*** Material supplied ***

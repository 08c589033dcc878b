//! End-to-end assembly of one narrated, captioned video.

use std::fmt;
use std::path::{Path, PathBuf};
use std::sync::Arc;
use anyhow::{Context, Result};
use async_trait::async_trait;
use log::{debug, error, info, warn};
use rand::seq::SliceRandom;
use walkdir::WalkDir;

use crate::catalog::{primary_language, resolve_voice};
use crate::config::NarratorConfig;
use crate::error::PipelineError;
use crate::executor::{FfmpegCommand, TranscodeExecutor};
use crate::filtergraph::{background_graph, SegmentAudio, SegmentFormat};
use crate::glyphs::GlyphWidths;
use crate::job::{Job, VideoType};
use crate::layout::{shift_timings, CaptionLayout, CaptionLine, WordTiming};
use crate::overlay::{build_overlay_expression, CaptionStyle};
use crate::probe::{MediaInfo, MediaProbe};
use crate::scheduler::JobRunner;
use crate::speech::{encode_f32le, SpeechSynthesizer, Transcriber};
use crate::store::JobStore;
use crate::text::{clean_text, escape_concat_path};

/// Pipeline progress; each variant is reached once the step it names is done
#[derive(Debug, Clone, Copy, PartialEq, Eq, PartialOrd, Ord)]
pub enum Stage {
    TextReceived,
    NarrationSynthesized,
    Transcribed,
    CaptionsPlanned,
    BackgroundAssembled,
    Muxed,
    CaptionsBurned,
    Cleaned,
    Done,
}

impl Stage {
    pub fn as_str(&self) -> &'static str {
        match self {
            Stage::TextReceived => "text_received",
            Stage::NarrationSynthesized => "narration_synthesized",
            Stage::Transcribed => "transcribed",
            Stage::CaptionsPlanned => "captions_planned",
            Stage::BackgroundAssembled => "background_assembled",
            Stage::Muxed => "muxed",
            Stage::CaptionsBurned => "captions_burned",
            Stage::Cleaned => "cleaned",
            Stage::Done => "done",
        }
    }
}

impl fmt::Display for Stage {
    fn fmt(&self, f: &mut fmt::Formatter<'_>) -> fmt::Result {
        f.write_str(self.as_str())
    }
}
pub mod catalog;
pub mod config;
pub mod error;
pub mod executor;
pub mod filtergraph;
pub mod glyphs;
pub mod job;
pub mod layout;
pub mod overlay;
pub mod pipeline;
pub mod probe;
pub mod scheduler;
pub mod service;
pub mod speech;
pub mod store;
pub mod text;

pub use config::NarratorConfig;
pub use error::{PipelineError, StoreError, SubmitError};
pub use executor::{FfmpegExecutor, TranscodeExecutor};
pub use job::{Job, JobStatus, VideoType};
pub use pipeline::{MediaAssemblyPipeline, Stage};
pub use probe::{MediaInfo, MediaProbe};
pub use scheduler::{JobRunner, Scheduler, SchedulerHandle};
pub use service::{JobService, StatusSummary, SubmitRequest};
pub use store::{FileJobStore, JobStore};
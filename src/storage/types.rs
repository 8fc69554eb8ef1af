use thiserror::Error;

// ============================================================================
// Error Types
// ============================================================================

/// Errors opening the SQLite state database
#[derive(Debug, Error)]
pub enum DatabaseError {
    /// Another process holds the database lock past the busy timeout
    #[error("State database is locked by another process")]
    Locked,

    /// Migration failed
    #[error("Database migration failed: {0}")]
    Migration(String),

    /// Generic database error
    #[error("Database error: {0}")]
    Other(#[from] sqlx::Error),
}

impl DatabaseError {
    /// Classify lock-related sqlx errors
    pub(crate) fn from_sqlx(err: sqlx::Error) -> Self {
        let error_string = err.to_string().to_lowercase();

        // SQLITE_BUSY (5): database is locked
        // SQLITE_LOCKED (6): database table is locked
        if error_string.contains("database is locked")
            || error_string.contains("database table is locked")
            || error_string.contains("sqlite_busy")
            || error_string.contains("sqlite_locked")
        {
            return DatabaseError::Locked;
        }

        DatabaseError::Other(err)
    }
}

/// Errors from a [`KeyValueStore`](super::KeyValueStore) backend.
///
/// These never cross the public boundary of the sync layer: the typed
/// [`PersistedStore`](super::PersistedStore) wrapper logs them and substitutes defaults.
#[derive(Debug, Error)]
pub enum StoreError {
    #[error("Storage query failed: {0}")]
    Database(#[from] sqlx::Error),

    #[error("Storage unavailable: {0}")]
    Unavailable(String),
}
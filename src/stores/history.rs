use chrono::{DateTime, Utc};
use serde::{Deserialize, Serialize};

use crate::api::Article;
use crate::bus::{Domain, SyncBus};

pub const MAX_HISTORY_ENTRIES: usize = 100;

#[derive(Debug, Clone, PartialEq, Serialize, Deserialize)]
pub struct HistoryEntry {
    pub url: String,
    pub title: String,
    pub source: String,
    pub read_at: DateTime<Utc>,
}

pub struct ReadingHistoryDomain;

impl Domain for ReadingHistoryDomain {
    const KEY: &'static str = "thesis_reading_history";
    type Value = Vec<HistoryEntry>;
}

/// Recently read articles, newest first.
#[derive(Clone)]
pub struct ReadingHistoryStore {
    bus: SyncBus<ReadingHistoryDomain>,
}

impl ReadingHistoryStore {
    pub fn new(bus: SyncBus<ReadingHistoryDomain>) -> Self {
        Self { bus }
    }

    pub fn bus(&self) -> &SyncBus<ReadingHistoryDomain> {
        &self.bus
    }

    pub fn entries(&self) -> Vec<HistoryEntry> {
        self.bus.get()
    }

    /// Record a read. Re-reading moves the entry to the front.
    pub async fn record(&self, article: &Article) {
        let entry = HistoryEntry {
            url: article.url.clone(),
            title: article.title.clone(),
            source: article.source.clone(),
            read_at: Utc::now(),
        };
        self.bus
            .update(move |history| {
                history.retain(|e| e.url != entry.url);
                history.insert(0, entry);
                history.truncate(MAX_HISTORY_ENTRIES);
            })
            .await;
    }

    pub async fn clear(&self) {
        self.bus.set(Vec::new()).await;
    }
}
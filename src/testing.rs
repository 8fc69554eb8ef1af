//! Scripted [`NewsBackend`] for unit tests.

use async_trait::async_trait;
use futures::stream::{self, StreamExt};
use std::collections::VecDeque;
use std::sync::atomic::{AtomicBool, AtomicUsize, Ordering};
use std::sync::{Arc, Mutex};
use std::time::Duration;

use crate::api::{
    ApiError, Article, EventStream, NewsBackend, Page, PageRequest, QueueKind, QueueRecord,
    StreamEvent, StreamRequest,
};

type PageHandler = Box<dyn FnMut(&PageRequest) -> Result<Page, ApiError> + Send>;

pub(crate) fn article(n: usize) -> Article {
    let mut article = Article::new(
        format!("https://news.example/{n}"),
        format!("Article {n}"),
        if n % 2 == 0 { "bbc" } else { "npr" },
    );
    article.id = Some(n as i64);
    article
}

pub(crate) fn page(range: std::ops::Range<usize>, total: u64, next: Option<&str>) -> Page {
    Page {
        articles: range.map(article).collect(),
        total,
        limit: 50,
        next_cursor: next.map(str::to_string),
        prev_cursor: None,
        has_more: next.is_some(),
    }
}

/// One scripted call to `stream_news` or `open_updates`.
pub(crate) enum Script<T> {
    /// Fail to connect.
    Refuse(ApiError),
    /// Deliver these items, then end the stream.
    Items(Vec<Result<T, ApiError>>),
    /// Deliver these items, then stay open without further items.
    ItemsThenHang(Vec<Result<T, ApiError>>),
}

impl<T: Send + 'static> Script<T> {
    fn into_stream(self) -> Result<EventStream<T>, ApiError> {
        match self {
            Script::Refuse(e) => Err(e),
            Script::Items(items) => Ok(stream::iter(items).boxed()),
            Script::ItemsThenHang(items) => {
                Ok(stream::iter(items).chain(stream::pending()).boxed())
            }
        }
    }
}

#[derive(Debug, Clone, PartialEq)]
pub(crate) enum Mutation {
    Like(i64),
    Unlike(i64),
    Enqueue(String, QueueKind),
    Dequeue(String),
}

#[derive(Default)]
pub(crate) struct FakeBackend {
    pages: Mutex<Option<PageHandler>>,
    page_delays: Mutex<VecDeque<Duration>>,
    requests: Mutex<Vec<PageRequest>>,
    streams: Mutex<VecDeque<Script<StreamEvent>>>,
    stream_requests: Mutex<Vec<StreamRequest>>,
    stream_times: Mutex<Vec<tokio::time::Instant>>,
    updates: Mutex<VecDeque<Script<String>>>,
    update_opens: AtomicUsize,
    mutations: Mutex<Vec<Mutation>>,
    mutation_failure: Mutex<Option<u16>>,
    mutation_panics: AtomicBool,
    mutation_delay: Mutex<Option<Duration>>,
}

impl FakeBackend {
    pub fn new() -> Arc<Self> {
        Arc::new(Self::default())
    }

    pub fn on_page<F>(&self, handler: F)
    where
        F: FnMut(&PageRequest) -> Result<Page, ApiError> + Send + 'static,
    {
        *self.pages.lock().unwrap() = Some(Box::new(handler));
    }

    /// Delay the next page responses, one entry per call.
    pub fn delay_pages(&self, delays: impl IntoIterator<Item = Duration>) {
        self.page_delays.lock().unwrap().extend(delays);
    }

    pub fn page_requests(&self) -> Vec<PageRequest> {
        self.requests.lock().unwrap().clone()
    }

    pub fn page_calls(&self) -> usize {
        self.requests.lock().unwrap().len()
    }

    pub fn push_stream(&self, script: Script<StreamEvent>) {
        self.streams.lock().unwrap().push_back(script);
    }

    pub fn stream_requests(&self) -> Vec<StreamRequest> {
        self.stream_requests.lock().unwrap().clone()
    }

    /// When each `stream_news` call was made.
    pub fn stream_times(&self) -> Vec<tokio::time::Instant> {
        self.stream_times.lock().unwrap().clone()
    }

    pub fn push_updates(&self, script: Script<String>) {
        self.updates.lock().unwrap().push_back(script);
    }

    pub fn update_opens(&self) -> usize {
        self.update_opens.load(Ordering::SeqCst)
    }

    pub fn mutations(&self) -> Vec<Mutation> {
        self.mutations.lock().unwrap().clone()
    }

    pub fn fail_mutations(&self, status: Option<u16>) {
        *self.mutation_failure.lock().unwrap() = status;
    }

    pub fn panic_mutations(&self, panic: bool) {
        self.mutation_panics.store(panic, Ordering::SeqCst);
    }

    pub fn delay_mutations(&self, delay: Option<Duration>) {
        *self.mutation_delay.lock().unwrap() = delay;
    }

    async fn mutate(&self, mutation: Mutation) -> Result<(), ApiError> {
        // Behavior is fixed when the call is made, not when it settles
        self.mutations.lock().unwrap().push(mutation);
        let delay = *self.mutation_delay.lock().unwrap();
        let panics = self.mutation_panics.load(Ordering::SeqCst);
        let failure = *self.mutation_failure.lock().unwrap();
        if let Some(delay) = delay {
            tokio::time::sleep(delay).await;
        }
        if panics {
            panic!("backend blew up");
        }
        match failure {
            Some(status) => Err(ApiError::HttpStatus(status)),
            None => Ok(()),
        }
    }
}

#[async_trait]
impl NewsBackend for FakeBackend {
    async fn fetch_page(&self, request: &PageRequest) -> Result<Page, ApiError> {
        self.requests.lock().unwrap().push(request.clone());
        // Responses are decided in call order, then delivered after the delay
        let result = match self.pages.lock().unwrap().as_mut() {
            Some(handler) => handler(request),
            None => Err(ApiError::HttpStatus(404)),
        };
        let delay = self.page_delays.lock().unwrap().pop_front();
        if let Some(delay) = delay {
            tokio::time::sleep(delay).await;
        }
        result
    }

    async fn stream_news(
        &self,
        request: &StreamRequest,
    ) -> Result<EventStream<StreamEvent>, ApiError> {
        self.stream_requests.lock().unwrap().push(request.clone());
        self.stream_times
            .lock()
            .unwrap()
            .push(tokio::time::Instant::now());
        let script = self.streams.lock().unwrap().pop_front();
        match script {
            Some(script) => script.into_stream(),
            None => Err(ApiError::HttpStatus(503)),
        }
    }

    async fn open_updates(&self) -> Result<EventStream<String>, ApiError> {
        self.update_opens.fetch_add(1, Ordering::SeqCst);
        let script = self.updates.lock().unwrap().pop_front();
        match script {
            Some(script) => script.into_stream(),
            None => Ok(stream::pending().boxed()),
        }
    }

    async fn like_article(&self, article_id: i64) -> Result<(), ApiError> {
        self.mutate(Mutation::Like(article_id)).await
    }

    async fn unlike_article(&self, article_id: i64) -> Result<(), ApiError> {
        self.mutate(Mutation::Unlike(article_id)).await
    }

    async fn enqueue(&self, record: &QueueRecord) -> Result<(), ApiError> {
        self.mutate(Mutation::Enqueue(
            record.article_url.clone(),
            record.queue_type,
        ))
        .await
    }

    async fn dequeue(&self, article_url: &str) -> Result<(), ApiError> {
        self.mutate(Mutation::Dequeue(article_url.to_string())).await
    }
}
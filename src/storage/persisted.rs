use serde::de::DeserializeOwned;
use serde::Serialize;
use std::sync::Arc;

use super::kv::KeyValueStore;

/// Typed, failure-tolerant view over a [`KeyValueStore`].
///
/// Reads fall back to `T::default()` when a key is absent, unreadable, or holds
/// a value that does not parse. Write and remove failures are logged and reported
/// as `false`/`None`. Nothing here returns an error to the caller.
#[derive(Clone)]
pub struct PersistedStore {
    inner: Arc<dyn KeyValueStore>,
}

impl PersistedStore {
    pub fn new(inner: Arc<dyn KeyValueStore>) -> Self {
        Self { inner }
    }

    /// Read and decode `key`, substituting the default on absence or corruption.
    pub async fn read<T>(&self, key: &str) -> T
    where
        T: DeserializeOwned + Default,
    {
        let Some(raw) = self.read_raw(key).await else {
            return T::default();
        };
        match serde_json::from_str(&raw) {
            Ok(value) => value,
            Err(e) => {
                tracing::warn!(key = %key, error = %e, "Corrupt persisted value, using default");
                T::default()
            }
        }
    }

    pub async fn read_raw(&self, key: &str) -> Option<String> {
        match self.inner.get(key).await {
            Ok(value) => value,
            Err(e) => {
                tracing::warn!(key = %key, error = %e, "Failed to read persisted value");
                None
            }
        }
    }

    /// Encode and store `value`. Returns the stored JSON on success.
    pub async fn write<T>(&self, key: &str, value: &T) -> Option<String>
    where
        T: Serialize + ?Sized,
    {
        let raw = match serde_json::to_string(value) {
            Ok(raw) => raw,
            Err(e) => {
                tracing::warn!(key = %key, error = %e, "Failed to encode value for storage");
                return None;
            }
        };
        match self.inner.set(key, &raw).await {
            Ok(()) => Some(raw),
            Err(e) => {
                tracing::warn!(key = %key, error = %e, "Failed to persist value");
                None
            }
        }
    }

    pub async fn remove(&self, key: &str) -> bool {
        match self.inner.remove(key).await {
            Ok(()) => true,
            Err(e) => {
                tracing::warn!(key = %key, error = %e, "Failed to remove persisted value");
                false
            }
        }
    }
}
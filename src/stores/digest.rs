use chrono::NaiveTime;
use serde::{Deserialize, Serialize};
use thiserror::Error;

use crate::bus::{Domain, SyncBus};

const DEFAULT_DIGEST_TIME: &str = "08:00";
const TIME_FORMAT: &str = "%H:%M";

/// Daily digest delivery time as stored: a 24-hour `HH:MM` string.
#[derive(Debug, Clone, PartialEq, Eq, Serialize, Deserialize)]
#[serde(transparent)]
pub struct DigestTime(String);

impl DigestTime {
    pub fn parse(value: &str) -> Result<Self, InvalidDigestTime> {
        let value = value.trim();
        let time = NaiveTime::parse_from_str(value, TIME_FORMAT)
            .map_err(|_| InvalidDigestTime(value.to_string()))?;
        Ok(Self(time.format(TIME_FORMAT).to_string()))
    }

    pub fn as_str(&self) -> &str {
        &self.0
    }

    /// Parsed time of day, falling back to the default for a corrupt stored value.
    pub fn time(&self) -> NaiveTime {
        NaiveTime::parse_from_str(&self.0, TIME_FORMAT)
            .or_else(|_| NaiveTime::parse_from_str(DEFAULT_DIGEST_TIME, TIME_FORMAT))
            .unwrap_or(NaiveTime::MIN)
    }
}

impl Default for DigestTime {
    fn default() -> Self {
        Self(DEFAULT_DIGEST_TIME.to_string())
    }
}

impl std::fmt::Display for DigestTime {
    fn fmt(&self, f: &mut std::fmt::Formatter<'_>) -> std::fmt::Result {
        f.write_str(&self.0)
    }
}

#[derive(Debug, Error, PartialEq, Eq)]
#[error("Invalid digest time '{0}', expected HH:MM")]
pub struct InvalidDigestTime(pub String);

pub struct DigestScheduleDomain;

impl Domain for DigestScheduleDomain {
    const KEY: &'static str = "digestScheduleTime";
    type Value = DigestTime;
}

#[derive(Clone)]
pub struct DigestScheduleStore {
    bus: SyncBus<DigestScheduleDomain>,
}

impl DigestScheduleStore {
    pub fn new(bus: SyncBus<DigestScheduleDomain>) -> Self {
        Self { bus }
    }

    pub fn bus(&self) -> &SyncBus<DigestScheduleDomain> {
        &self.bus
    }

    pub fn get(&self) -> DigestTime {
        self.bus.get()
    }

    pub async fn set(&self, value: &str) -> Result<DigestTime, InvalidDigestTime> {
        let time = DigestTime::parse(value)?;
        self.bus.set(time.clone()).await;
        Ok(time)
    }
}
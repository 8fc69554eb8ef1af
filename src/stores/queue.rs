use chrono::{DateTime, Utc};
use serde::{Deserialize, Serialize};
use std::sync::Arc;

use super::{apply_optimistic, MutationOutcome, Notices};
use crate::api::{Article, NewsBackend, QueueKind, QueueRecord};
use crate::bus::{Domain, Subscription, SyncBus};

/// An article saved for later reading.
#[derive(Debug, Clone, PartialEq, Serialize, Deserialize)]
pub struct QueueItem {
    pub article: Article,
    #[serde(default)]
    pub kind: QueueKind,
    pub added_at: DateTime<Utc>,
}

pub struct QueueDomain;

impl Domain for QueueDomain {
    const KEY: &'static str = "readingQueue";
    /// Newest first, unique by article URL.
    type Value = Vec<QueueItem>;
}

/// Reading queue with optimistic remote write-through.
#[derive(Clone)]
pub struct ReadingQueueStore {
    bus: SyncBus<QueueDomain>,
    remote: Option<Arc<dyn NewsBackend>>,
    notices: Notices,
}

impl ReadingQueueStore {
    pub fn new(
        bus: SyncBus<QueueDomain>,
        remote: Option<Arc<dyn NewsBackend>>,
        notices: Notices,
    ) -> Self {
        Self {
            bus,
            remote,
            notices,
        }
    }

    pub fn bus(&self) -> &SyncBus<QueueDomain> {
        &self.bus
    }

    pub fn items(&self) -> Vec<QueueItem> {
        self.bus.get()
    }

    pub fn len(&self) -> usize {
        self.bus.get().len()
    }

    pub fn is_empty(&self) -> bool {
        self.bus.get().is_empty()
    }

    pub fn contains(&self, url: &str) -> bool {
        self.bus.get().iter().any(|item| item.article.url == url)
    }

    pub fn subscribe<F>(&self, callback: F) -> Subscription
    where
        F: Fn(&Vec<QueueItem>) + Send + Sync + 'static,
    {
        self.bus.subscribe(callback)
    }

    /// Put `article` at the front of the queue.
    ///
    /// Adding an article whose URL is already queued changes nothing and posts an
    /// informational notice.
    pub async fn add_to_queue(&self, article: Article, kind: QueueKind) -> MutationOutcome {
        if self.contains(&article.url) {
            tracing::debug!(url = %article.url, "Article already queued");
            self.notices.info(format!("\"{}\" is already in queue", article.title));
            return MutationOutcome::AlreadyPresent;
        }

        let record = QueueRecord::for_article(&article, kind);
        let url = article.url.clone();
        let item = QueueItem {
            article,
            kind,
            added_at: Utc::now(),
        };

        let remote = self.remote.as_ref().map(|backend| {
            let backend = Arc::clone(backend);
            async move { backend.enqueue(&record).await }
        });

        apply_optimistic(
            &self.bus,
            &self.notices,
            |items: &mut Vec<QueueItem>| items.insert(0, item),
            |items: &mut Vec<QueueItem>| items.retain(|item| item.article.url != url),
            "add to reading queue",
            remote,
        )
        .await
    }

    /// Remove the item with `url`. A missing URL is a no-op with a notice.
    ///
    /// Every remote failure rolls back, 404 included: the backend answers 404
    /// for routes it cannot match, so it does not prove the item is gone.
    pub async fn remove_from_queue(&self, url: &str) -> MutationOutcome {
        let Some(removed) = self
            .bus
            .get()
            .into_iter()
            .find(|item| item.article.url == url)
        else {
            tracing::debug!(url = %url, "Article not in queue");
            self.notices.info("Article is not in the reading queue");
            return MutationOutcome::NotFound;
        };

        let remote = self.remote.as_ref().map(|backend| {
            let backend = Arc::clone(backend);
            let url = url.to_string();
            async move { backend.dequeue(&url).await }
        });

        apply_optimistic(
            &self.bus,
            &self.notices,
            |items: &mut Vec<QueueItem>| items.retain(|item| item.article.url != url),
            move |items: &mut Vec<QueueItem>| restore(items, removed),
            "remove from reading queue",
            remote,
        )
        .await
    }
}

/// Put a removed item back in newest-first position, unless it was re-added.
fn restore(items: &mut Vec<QueueItem>, removed: QueueItem) {
    if items.iter().any(|item| item.article.url == removed.article.url) {
        return;
    }
    let index = items
        .iter()
        .position(|item| item.added_at < removed.added_at)
        .unwrap_or(items.len());
    items.insert(index, removed);
}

***

> **Exercise objective**: Up to and including the line with "use walkdir::WalkDir;", reproduce the material above exactly as it appears, starting from its first line.

> **Problem solution**:
repository 08c589033dcc878b
//! End-to-end assembly of one narrated, captioned video.

use std::fmt;
use std::path::{Path, PathBuf};
use std::sync::Arc;
use anyhow::{Context, Result};
use async_trait::async_trait;
use log::{debug, error, info, warn};
use rand::seq::SliceRandom;
use walkdir::WalkDir;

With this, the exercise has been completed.